Axicabtagene ciloleucel, commonly known as axi-cel, is an immunotherapy that uses modified T cells to target and destroy cancer cells. Approved for patients who have not responded to at least two prior lines of therapy, axicabtagene ciloleucel has been a game-changer in treating large B-cell lymphoma.
While initial studies demonstrated promising short-term results, long-term survivorship data has been scarce. However, a study published in the Journal of Clinical Oncology provides that crucial long-term perspective.
The study, led by Moffitt Cancer Center in conjunction with a consortium of 16 other U.S. academic cancer centers, followed 275 patients who received axicabtagene ciloleucel therapy, tracking their progress over a median period of 58 months. The results demonstrated that 29% of patients experienced progression-free survival at five years, and 40% achieved overall survival at the same milestone. The five-year lymphoma-specific survival rate was 53%, indicating that many patients remained cancer free. These findings align with earlier clinical trials, highlighting the real-world effectiveness of axi-cel.
“Our research shows that axi-cel can provide durable, long-lasting responses in a substantial portion of patients with relapsed or refractory large B-cell lymphoma,” first author Michael Jain, associate member of the Blood and Marrow Transplant and Cellular Immunotherapy Department at Moffitt, said in a statement. “This is noteworthy given the limited options available for these patients previously.”
However, the study also identified important survivorship issues. The five-year non-relapse mortality rate was 16.2%, with over half of these deaths occurring beyond two years post-treatment. The primary causes of late non-relapse mortality were infections and subsequent malignant neoplasms, such as therapy-related myeloid neoplasms and solid tumors. Notably, patients over 60 had a higher risk of non-relapse mortality compared to their younger counterparts.
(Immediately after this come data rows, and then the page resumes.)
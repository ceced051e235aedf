// Author: Eshan Roy
// SPDX-License-Identifier: MIT

//! logcheck - Commit Log Message Compliance Checker
//!
//! A CI tool that validates commit titles and bodies against project
//! conventions.
//!
//! # Features
//!
//! - **Title checks**: length limits, `Module: Subject` shape, module-name
//!   resolution against the commit's source tree
//! - **Body checks**: per-line length limits with trailer/URL exemptions
//! - **Two input paths**: a git revision range or a GitHub REST commit list
//! - **CI-friendly**: one log line per violation, non-zero exit on errors
//!
//! # Example
//!
//! ```no_run
//! use logcheck::config::CheckConfig;
//! use logcheck::git::Repository;
//! use logcheck::report::Reporter;
//! use logcheck::rules::Checker;
//!
//! let config = CheckConfig::load().unwrap();
//! let repo = Repository::open_current().unwrap();
//! let submodules = repo.submodule_names().unwrap();
//!
//! let mut checker = Checker::new(&config, Reporter::stdout(0));
//! for commit in repo.commits_in_range("origin/master..").unwrap() {
//!     checker.check_commit(&commit, &submodules);
//! }
//! std::process::exit(if checker.has_error() { 1 } else { 0 });
//! ```

// Module declarations
pub mod cli;
pub mod commit;
pub mod config;
pub mod error;
pub mod git;
pub mod input;
pub mod report;
pub mod rules;
pub mod tree;

// Re-exports for convenience
pub use config::CheckConfig;
pub use error::{LogcheckError, Result};

/// Version information embedded at compile time.
pub mod version {
    /// The current version of logcheck.
    pub const VERSION: &str = env!("CARGO_PKG_VERSION");

    /// The git SHA at compile time (if available).
    pub const GIT_SHA: Option<&str> = option_env!("VERGEN_GIT_SHA");

    /// The git commit date at compile time (if available).
    pub const GIT_COMMIT_DATE: Option<&str> = option_env!("VERGEN_GIT_COMMIT_DATE");

    /// Get a formatted version string.
    pub fn version_string() -> String {
        match (GIT_SHA, GIT_COMMIT_DATE) {
            (Some(sha), Some(date)) => {
                format!("{} ({} {})", VERSION, &sha[..7.min(sha.len())], date)
            }
            (Some(sha), None) => {
                format!("{} ({})", VERSION, &sha[..7.min(sha.len())])
            }
            _ => VERSION.to_string(),
        }
    }
}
“While axi-cel is a powerful therapy, our findings underscore the need for ongoing monitoring and supportive care, particularly for older patients,” Jain said. “Infections and secondary cancers are significant challenges that must be addressed to improve overall patient outcomes.”
The study’s comprehensive analysis of immune reconstitution and infection rates provides valuable insights for future patient care strategies. Between six months and two years post-treatment, nearly a quarter of patients experienced infections, with severe cases requiring hospitalization or intravenous antibiotics. Additionally, prolonged neutropenia and other cytopenias were common, further contributing to the risk of infections.
“This study highlights the importance of personalized follow-up care and proactive management of potential complications. Our goal is to enhance patients’ long-term quality of life receiving CAR T-cell therapies,” Jain said.